[Saved entries]

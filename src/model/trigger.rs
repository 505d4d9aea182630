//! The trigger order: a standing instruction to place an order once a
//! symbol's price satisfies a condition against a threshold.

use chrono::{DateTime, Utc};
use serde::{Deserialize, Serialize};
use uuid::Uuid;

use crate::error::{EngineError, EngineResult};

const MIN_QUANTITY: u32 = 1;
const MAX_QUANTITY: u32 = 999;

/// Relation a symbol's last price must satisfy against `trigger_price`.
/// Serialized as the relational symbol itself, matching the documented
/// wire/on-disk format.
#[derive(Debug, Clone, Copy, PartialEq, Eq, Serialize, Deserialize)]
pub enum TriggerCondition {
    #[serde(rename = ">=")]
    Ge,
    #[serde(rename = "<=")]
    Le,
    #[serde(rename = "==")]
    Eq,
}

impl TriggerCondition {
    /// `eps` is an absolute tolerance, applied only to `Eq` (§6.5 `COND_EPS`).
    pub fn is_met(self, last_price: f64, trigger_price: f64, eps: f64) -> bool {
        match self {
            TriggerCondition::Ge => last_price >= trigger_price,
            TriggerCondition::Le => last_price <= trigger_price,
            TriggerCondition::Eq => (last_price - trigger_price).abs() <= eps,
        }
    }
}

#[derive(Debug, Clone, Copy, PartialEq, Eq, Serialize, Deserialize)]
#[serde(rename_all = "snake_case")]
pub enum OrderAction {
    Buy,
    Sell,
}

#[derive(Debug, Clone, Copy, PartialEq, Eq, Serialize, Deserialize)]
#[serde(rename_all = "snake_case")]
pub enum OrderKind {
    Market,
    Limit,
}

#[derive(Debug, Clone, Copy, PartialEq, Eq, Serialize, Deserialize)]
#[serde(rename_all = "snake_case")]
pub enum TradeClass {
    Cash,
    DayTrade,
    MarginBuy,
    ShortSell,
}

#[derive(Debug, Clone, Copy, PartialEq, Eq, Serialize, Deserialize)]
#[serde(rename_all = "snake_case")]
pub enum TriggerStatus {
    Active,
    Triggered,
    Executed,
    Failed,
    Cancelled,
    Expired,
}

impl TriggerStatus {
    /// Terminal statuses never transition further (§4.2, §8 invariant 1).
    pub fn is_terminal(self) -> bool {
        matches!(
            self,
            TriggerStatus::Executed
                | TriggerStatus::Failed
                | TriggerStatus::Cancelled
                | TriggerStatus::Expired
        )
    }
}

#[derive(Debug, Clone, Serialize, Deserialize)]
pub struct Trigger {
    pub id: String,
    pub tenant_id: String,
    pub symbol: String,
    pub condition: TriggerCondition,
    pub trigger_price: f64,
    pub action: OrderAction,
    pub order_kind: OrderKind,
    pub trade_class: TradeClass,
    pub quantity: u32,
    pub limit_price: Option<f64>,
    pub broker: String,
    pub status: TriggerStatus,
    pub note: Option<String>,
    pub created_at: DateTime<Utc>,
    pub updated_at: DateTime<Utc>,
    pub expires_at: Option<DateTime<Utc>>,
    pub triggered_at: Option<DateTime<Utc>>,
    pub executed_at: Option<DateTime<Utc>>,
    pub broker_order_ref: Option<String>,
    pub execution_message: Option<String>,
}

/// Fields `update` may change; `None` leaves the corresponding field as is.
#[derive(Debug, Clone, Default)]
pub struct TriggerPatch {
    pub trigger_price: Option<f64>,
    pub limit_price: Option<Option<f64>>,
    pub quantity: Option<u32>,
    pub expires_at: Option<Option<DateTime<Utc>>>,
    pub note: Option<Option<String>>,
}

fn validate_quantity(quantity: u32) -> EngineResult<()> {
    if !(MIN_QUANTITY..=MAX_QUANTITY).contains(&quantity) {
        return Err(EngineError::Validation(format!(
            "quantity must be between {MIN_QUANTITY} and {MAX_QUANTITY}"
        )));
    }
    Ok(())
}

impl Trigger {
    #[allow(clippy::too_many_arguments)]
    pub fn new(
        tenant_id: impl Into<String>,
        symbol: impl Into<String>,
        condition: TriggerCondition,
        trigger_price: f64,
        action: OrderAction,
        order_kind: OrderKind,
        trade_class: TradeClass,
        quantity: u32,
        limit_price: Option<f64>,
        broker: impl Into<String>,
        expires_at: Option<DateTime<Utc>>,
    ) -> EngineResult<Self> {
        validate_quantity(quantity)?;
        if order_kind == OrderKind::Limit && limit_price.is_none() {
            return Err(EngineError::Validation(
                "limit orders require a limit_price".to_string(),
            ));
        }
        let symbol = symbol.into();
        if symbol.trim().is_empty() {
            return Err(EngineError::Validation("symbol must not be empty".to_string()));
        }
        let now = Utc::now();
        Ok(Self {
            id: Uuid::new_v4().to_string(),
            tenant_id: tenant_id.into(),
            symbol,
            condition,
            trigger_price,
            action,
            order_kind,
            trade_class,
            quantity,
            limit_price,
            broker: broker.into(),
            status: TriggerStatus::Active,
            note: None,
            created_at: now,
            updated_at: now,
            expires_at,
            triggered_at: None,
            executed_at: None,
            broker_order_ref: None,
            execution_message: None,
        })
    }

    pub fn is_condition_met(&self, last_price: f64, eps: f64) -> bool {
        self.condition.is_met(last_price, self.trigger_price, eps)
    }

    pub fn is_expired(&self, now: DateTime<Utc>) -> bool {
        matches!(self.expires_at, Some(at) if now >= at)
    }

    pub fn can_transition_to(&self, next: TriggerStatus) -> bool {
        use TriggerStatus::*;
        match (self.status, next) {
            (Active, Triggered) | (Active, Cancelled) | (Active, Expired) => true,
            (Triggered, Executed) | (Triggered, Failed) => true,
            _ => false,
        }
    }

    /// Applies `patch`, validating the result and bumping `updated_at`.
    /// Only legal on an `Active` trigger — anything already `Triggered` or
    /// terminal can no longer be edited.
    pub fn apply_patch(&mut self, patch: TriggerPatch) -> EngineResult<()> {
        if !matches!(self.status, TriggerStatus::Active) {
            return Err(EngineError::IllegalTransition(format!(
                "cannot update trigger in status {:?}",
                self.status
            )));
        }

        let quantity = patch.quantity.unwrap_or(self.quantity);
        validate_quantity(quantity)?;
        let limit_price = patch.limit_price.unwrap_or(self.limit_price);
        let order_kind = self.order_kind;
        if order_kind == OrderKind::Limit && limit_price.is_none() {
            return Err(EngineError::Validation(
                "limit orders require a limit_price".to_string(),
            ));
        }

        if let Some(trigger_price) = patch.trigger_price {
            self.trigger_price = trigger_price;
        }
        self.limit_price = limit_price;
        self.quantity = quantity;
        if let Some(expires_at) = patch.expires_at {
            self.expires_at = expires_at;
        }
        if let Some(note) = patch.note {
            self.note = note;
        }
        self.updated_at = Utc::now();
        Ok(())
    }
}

Work instruction: Check each line above for the word "Validation" and copy every line that has it.

Answer space:
        return Err(EngineError::Validation(format!(
            return Err(EngineError::Validation(
            return Err(EngineError::Validation("symbol must not be empty".to_string()));
            return Err(EngineError::Validation(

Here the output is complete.